(Task details): Starting at the first line of the data below, write out each line exactly until you reach the line containing "pub struct CgParams", and include that line too.

(Records to process):
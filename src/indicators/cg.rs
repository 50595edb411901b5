//! # Center of Gravity (CG)
//!
//! Ehlers' weighted balance point of the last `length` prices, negated.
//! A zero price sum resolves to 0.

use crate::batch::{windowed_batch, BatchError};
use crate::utilities::candle::{extract_price, Candle, PriceKind};
use crate::utilities::IndicatorResult;
use serde::{Deserialize, Serialize};

#[derive(Clone, Copy, Debug, Serialize, Deserialize)]
pub struct CgParams {
    pub length: usize,
    pub price: PriceKind,
}

impl Default for CgParams {
    fn default() -> Self {
        Self {
            length: 10,
            price: PriceKind::Close,
        }
    }
}

/// Evaluate every parameter set against every series in one dispatch.
pub fn cg_batch(
    series: &[Vec<Candle>],
    params: &[CgParams],
) -> Result<Vec<Vec<Vec<IndicatorResult>>>, BatchError> {
    windowed_batch(series, params, |bars, prm, i| {
        let length = prm.length.max(1);
        let time = bars[i].time;
        if i + 1 < length {
            return IndicatorResult::empty(time);
        }
        let mut num = 0.0f32;
        let mut den = 0.0f32;
        // Most recent price gets weight 1, oldest gets weight length.
        for k in 0..length {
            let p = extract_price(&bars[i - k], prm.price);
            num += (k as f32 + 1.0) * p;
            den += p;
        }
        let value = if den == 0.0 { 0.0 } else { -num / den };
        IndicatorResult::formed(time, value)
    })
}

#[cfg(test)]
mod tests {
    use super::*;

    #[test]
    fn constant_prices_balance_mid_window() {
        let bars: Vec<Candle> = (0..20)
            .map(|i| Candle::new(i as i64, 4.0, 4.0, 4.0, 4.0, 1.0))
            .collect();
        let out = &cg_batch(&[bars], &[CgParams::default()]).unwrap()[0][0];
        // Uniform weights: -(1+..+10)/10 = -5.5
        assert!((out[15].value + 5.5).abs() < 1e-5);
    }

    #[test]
    fn zero_prices_fall_back_to_zero() {
        let bars: Vec<Candle> = (0..20)
            .map(|i| Candle::new(i as i64, 0.0, 0.0, 0.0, 0.0, 1.0))
            .collect();
        let out = &cg_batch(&[bars], &[CgParams::default()]).unwrap()[0][0];
        assert_eq!(out[15].value, 0.0);
    }
}
//! # Percentage Price Oscillator (PPO)
//!
//! `100 * (fast_ema - slow_ema) / slow_ema`. A zero slow EMA resolves to 0.

use crate::batch::{scan_batch, BatchError};
use crate::utilities::candle::{extract_price, Candle, PriceKind};
use crate::utilities::math::EmaState;
use crate::utilities::IndicatorResult;
use serde::{Deserialize, Serialize};

#[derive(Clone, Copy, Debug, Serialize, Deserialize)]
pub struct PpoParams {
    pub fast_length: usize,
    pub slow_length: usize,
    pub price: PriceKind,
}

impl Default for PpoParams {
    fn default() -> Self {
        Self {
            fast_length: 12,
            slow_length: 26,
            price: PriceKind::Close,
        }
    }
}

/// Evaluate every parameter set against every series in one dispatch.
pub fn ppo_batch(
    series: &[Vec<Candle>],
    params: &[PpoParams],
) -> Result<Vec<Vec<Vec<IndicatorResult>>>, BatchError> {
    scan_batch(series, params, |bars, prm: &PpoParams, out| {
        let mut fast = EmaState::new(prm.fast_length);
        let mut slow = EmaState::new(prm.slow_length);
        for (i, c) in bars.iter().enumerate() {
            let price = extract_price(c, prm.price);
            let f = fast.update(price);
            let s = slow.update(price);
            out[i] = if fast.is_formed() && slow.is_formed() {
                let value = if s == 0.0 { 0.0 } else { 100.0 * (f - s) / s };
                IndicatorResult::formed(c.time, value)
            } else {
                IndicatorResult::empty(c.time)
            };
        }
    })
}
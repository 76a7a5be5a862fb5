//! Writer adapter that masks sensitive data in formatted log lines.

use crate::masking::SensitiveDataMasker;
use std::io::{self, Write};
use std::sync::Arc;
use tracing_subscriber::fmt::MakeWriter;

/// Wraps a [`MakeWriter`] so every record is masked before it is written.
#[derive(Debug, Clone)]
pub struct MaskingMakeWriter<M> {
    inner: M,
    masker: Arc<SensitiveDataMasker>,
}

impl<M> MaskingMakeWriter<M> {
    /// Create a masking writer factory around `inner`.
    pub fn new(inner: M, masker: Arc<SensitiveDataMasker>) -> Self {
        Self { inner, masker }
    }
}

impl<'a, M> MakeWriter<'a> for MaskingMakeWriter<M>
where
    M: MakeWriter<'a>,
{
    type Writer = MaskingWriter<M::Writer>;

    fn make_writer(&'a self) -> Self::Writer {
        MaskingWriter {
            inner: self.inner.make_writer(),
            masker: Arc::clone(&self.masker),
            buffer: Vec::new(),
        }
    }
}

/// Buffers one record and writes it masked on flush or drop.
///
/// The fmt layer creates one writer per event, so a record is never split
/// across two writers and patterns cannot straddle a write boundary.
pub struct MaskingWriter<W: Write> {
    inner: W,
    masker: Arc<SensitiveDataMasker>,
    buffer: Vec<u8>,
}

impl<W: Write> MaskingWriter<W> {
    fn write_masked(&mut self) -> io::Result<()> {
        if self.buffer.is_empty() {
            return Ok(());
        }
        let text = String::from_utf8_lossy(&self.buffer);
        let masked = self.masker.mask_string(&text);
        self.inner.write_all(masked.as_bytes())?;
        self.buffer.clear();
        Ok(())
    }
}

impl<W: Write> Write for MaskingWriter<W> {
    fn write(&mut self, buf: &[u8]) -> io::Result<usize> {
        self.buffer.extend_from_slice(buf);
        Ok(buf.len())
    }

    fn flush(&mut self) -> io::Result<()> {
        self.write_masked()?;
        self.inner.flush()
    }
}

impl<W: Write> Drop for MaskingWriter<W> {
    fn drop(&mut self) {
        let _ = self.write_masked();
    }
}

#[cfg(test)]
pub(crate) mod tests {
    use super::*;
    use parking_lot::Mutex;

    #[derive(Clone, Default)]
    pub(crate) struct SharedBuffer(pub Arc<Mutex<Vec<u8>>>);

    impl SharedBuffer {
        pub(crate) fn contents(&self) -> String {
            String::from_utf8_lossy(&self.0.lock()).into_owned()
        }
    }

    impl Write for SharedBuffer {
        fn write(&mut self, buf: &[u8]) -> io::Result<usize> {
            self.0.lock().extend_from_slice(buf);
            Ok(buf.len())
        }

        fn flush(&mut self) -> io::Result<()> {
            Ok(())
        }
    }

    #[test]
    fn test_record_is_masked_on_drop() {
        let buffer = SharedBuffer::default();
        let sink = buffer.clone();
        let make = MaskingMakeWriter::new(
            move || sink.clone(),
            Arc::new(SensitiveDataMasker::new()),
        );

        {
            let mut writer = make.make_writer();
            writer.write_all(b"url=wss://host/ws?tok").unwrap();
            writer.write_all(b"en=abcdefghijkl&vsn=2.0.0\n").unwrap();
        }

        let written = buffer.contents();
        assert_eq!(written, "url=wss://host/ws?token=abc***jkl&vsn=2.0.0\n");
    }

    #[test]
    fn test_flush_writes_once() {
        let buffer = SharedBuffer::default();
        let sink = buffer.clone();
        let make = MaskingMakeWriter::new(
            move || sink.clone(),
            Arc::new(SensitiveDataMasker::new()),
        );

        let mut writer = make.make_writer();
        writer.write_all(b"plain line\n").unwrap();
        writer.flush().unwrap();
        drop(writer);

        assert_eq!(buffer.contents(), "plain line\n");
    }
}
#[cfg(test)]
mod tests {
    use super::*;
    use crate::transport::TransportEvent;
    use crate::transport::mock::{MockHandle, MockTransport};
    use resolvinator_core::events::{ClientEvent, DomainEvent, LifecycleEvent};
    use serde_json::json;

    fn spawn() -> (ChannelClient, MockHandle) {
        let config = ChannelConfig::builder()
            .base_url("ws://localhost:4000")
            .token("secret")
            .build();
        let (transport, mock) = MockTransport::new();
        let client = ChannelClient::builder(config)
            .transport(transport)
            .spawn()
            .unwrap();
        (client, mock)
    }

    async fn next_lifecycle(events: &mut EventStream) -> LifecycleEvent {
        loop {
            if let Some(ClientEvent::Lifecycle(event)) = events.recv().await {
                return event;
            }
        }
    }

    #[tokio::test]
    async fn test_spawn_rejects_invalid_config() {
        let err = ChannelClient::builder(ChannelConfig::default()).spawn().unwrap_err();
        assert!(err.to_string().contains("base_url"));
    }

    #[tokio::test]
    async fn test_connect_subscribe_and_receive() {
        let (client, mock) = spawn();
        let mut events = client.events();

        client.subscribe_project(ProjectId::new(42)).await.unwrap();
        client.connect().await.unwrap();
        client.subscriptions().await.unwrap();
        assert_eq!(mock.open_count(), 1);
        assert_eq!(
            mock.last_url().unwrap(),
            "ws://localhost:4000/socket/websocket?token=secret&vsn=2.0.0&client_version=1.0.0"
        );

        mock.emit(TransportEvent::Opened);
        client.subscriptions().await.unwrap();
        assert!(client.is_connected());
        let joins = mock.take_sent();
        assert_eq!(joins.len(), 2);
        assert_eq!(joins[0]["topic"], "risks:42");

        mock.emit(TransportEvent::Text(
            json!({"topic": "risks:42", "event": "risk:deleted", "payload": {"id": 5}, "ref": null})
                .to_string(),
        ));
        let deleted = loop {
            if let Some(ClientEvent::Domain(event)) = events.recv().await {
                break event;
            }
        };
        assert_eq!(deleted, DomainEvent::ResourceDeleted { id: 5 });
    }

    #[tokio::test]
    async fn test_subscribe_while_disconnected_is_deferred() {
        let (client, mock) = spawn();
        client
            .subscribe_channel(StreamChannel::System, json!({}))
            .await
            .unwrap();
        let snapshot = client.subscriptions().await.unwrap();
        assert_eq!(snapshot.streams, vec![StreamChannel::System]);
        assert!(mock.take_sent().is_empty());

        client.connect().await.unwrap();
        client.subscriptions().await.unwrap();
        mock.emit(TransportEvent::Opened);
        client.subscriptions().await.unwrap();
        let sent = mock.take_sent();
        assert_eq!(sent.len(), 1);
        assert_eq!(sent[0]["topic"], "system");
    }

    #[tokio::test]
    async fn test_send_when_disconnected_is_dropped() {
        let (client, mock) = spawn();
        let topic = ChannelTopic::new("user:1").unwrap();
        assert_eq!(client.send(topic, "new_message", json!({})).await.unwrap(), None);
        assert!(mock.take_sent().is_empty());
    }

    #[tokio::test]
    async fn test_disconnect_reports_lifecycle() {
        let (client, mock) = spawn();
        let mut events = client.events();
        client.connect().await.unwrap();
        client.subscriptions().await.unwrap();
        mock.emit(TransportEvent::Opened);

        assert_eq!(
            next_lifecycle(&mut events).await,
            LifecycleEvent::StateChanged {
                state: ConnectionState::Connecting
            }
        );
        assert_eq!(
            next_lifecycle(&mut events).await,
            LifecycleEvent::StateChanged {
                state: ConnectionState::Connected
            }
        );
        assert_eq!(next_lifecycle(&mut events).await, LifecycleEvent::Connected);

        client.disconnect().await.unwrap();
        assert_eq!(
            next_lifecycle(&mut events).await,
            LifecycleEvent::StateChanged {
                state: ConnectionState::Disconnected
            }
        );
        assert_eq!(next_lifecycle(&mut events).await, LifecycleEvent::Disconnected);
        assert_eq!(mock.close_count(), 1);
        assert_eq!(client.state(), ConnectionState::Disconnected);
    }

    #[tokio::test]
    async fn test_shutdown_stops_task() {
        let (client, mock) = spawn();
        client.shutdown().await.unwrap();
        assert_eq!(mock.close_count(), 1);
        assert!(matches!(client.connect().await, Err(NetworkError::NotRunning)));
    }

    #[tokio::test]
    async fn test_event_stream_ends_after_shutdown() {
        let (client, _mock) = spawn();
        let mut events = client.events();
        client.shutdown().await.unwrap();

        let drained = tokio::time::timeout(std::time::Duration::from_secs(2), async {
            while events.recv().await.is_some() {}
        })
        .await;
        assert!(drained.is_ok());
        assert!(client.events().recv().await.is_none());
    }
}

(Task answer):
filename src/indicators/cg.rs
repository 50595edb411901b5
//! # Center of Gravity (CG)
//!
//! Ehlers' weighted balance point of the last `length` prices, negated.
//! A zero price sum resolves to 0.

use crate::batch::{windowed_batch, BatchError};
use crate::utilities::candle::{extract_price, Candle, PriceKind};
use crate::utilities::IndicatorResult;
use serde::{Deserialize, Serialize};

#[derive(Clone, Copy, Debug, Serialize, Deserialize)]
pub struct CgParams {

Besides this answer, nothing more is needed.